Yachil Xojobal Chu’lchan, which means “new light in the sky” in the Tzeltal language, was founded in 2001 with an initial 383 small-scale coffee farmer members from the Tzotzil and Tzeltal Mayan indigenous communities in the municipalities of Chilon, Pantelho and San Juan Cancuc. A defining characteristic of Yachil membership is their progressive, political position of solidarity with the Zapatista movement, struggling for autonomy and respect for Indigenous rights.

Coffee is one of the few viable export options for small-scale farmers in Chiapas, and in particular for Yachil farmers, who do not accept any financial support from the Mexican government. The sale of their coffee is their primary source of income.

Yachil exported its first lot of coffee to solidarity buyers in Germany in 2003, and their first organic certified lots to Coop Coffees roasters in Canada and the USA in 2005. Since then, Yachil has worked hard to expand its volumes and sales in both solidarity and gourmet markets across Europe and in North America.

Today, Yachil is comprised of some 800 members in eight municipalities ( Pantelhó, San Juan Cancuc, Chenalhó, Tenejapa, Chalchihuitán, Aldama (Magdalena de La Paz), Simojovel (16 de Febrero) and El Bosque (San Juan de La Libertad) across Chiapas, with annual exports of more than 130 tons of high quality, green coffee.

With the profits from their sales, Yachil members have invested in improving the individual wet processing equipment in their communities, constructing a central warehouse to assure safer storage of parchment coffee prior to export, providing on-going technical workshops to members in organic practices and organizational leadership, and in trainings for the rotating Yachil producer Board of Directors in topics such as: basic accounting, cooperative administration and export, as well as improving their understanding of all necessary steps to assure consistent quality control and improvement.

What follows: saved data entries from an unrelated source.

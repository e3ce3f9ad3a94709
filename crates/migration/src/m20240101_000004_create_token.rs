//! Create `token` table.
//!
//! Named substitution tokens for kickstart templates, each with a default
//! value and a description shown as help text.
use sea_orm_migration::{prelude::*, schema::*};

#[derive(DeriveMigrationName)]
pub struct Migration;

#[async_trait::async_trait]
impl MigrationTrait for Migration {
    async fn up(&self, manager: &SchemaManager) -> Result<(), DbErr> {
        manager
            .create_table(
                Table::create()
                    .table(Token::Table)
                    .if_not_exists()
                    .col(uuid(Token::Id).primary_key())
                    .col(string_len(Token::Name, 128).unique_key().not_null())
                    .col(string_len(Token::DefaultValue, 1024).not_null())
                    .col(string_len(Token::Description, 1024).not_null())
                    .col(timestamp_with_time_zone(Token::CreatedAt).not_null())
                    .to_owned(),
            )
            .await
    }

    async fn down(&self, manager: &SchemaManager) -> Result<(), DbErr> {
        manager.drop_table(Table::drop().table(Token::Table).to_owned()).await
    }
}

#[derive(DeriveIden)]
enum Token { Table, Id, Name, DefaultValue, Description, CreatedAt }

Despite their many accomplishments, Yachil farmers continue to live under a cloak of uncertainty. Members of this cooperative have formed their own local Indigenous governments, supporting development in keeping with their values and traditions, and promoting democracy, equality, and empowerment. Over the last decade of resistance, members of Yachil have suffered repression at the hands of government security forces and the paramilitary. Many members and their families have been forced to flee their communities and continue to live as internal refugees, victims of political oppression and intimidation.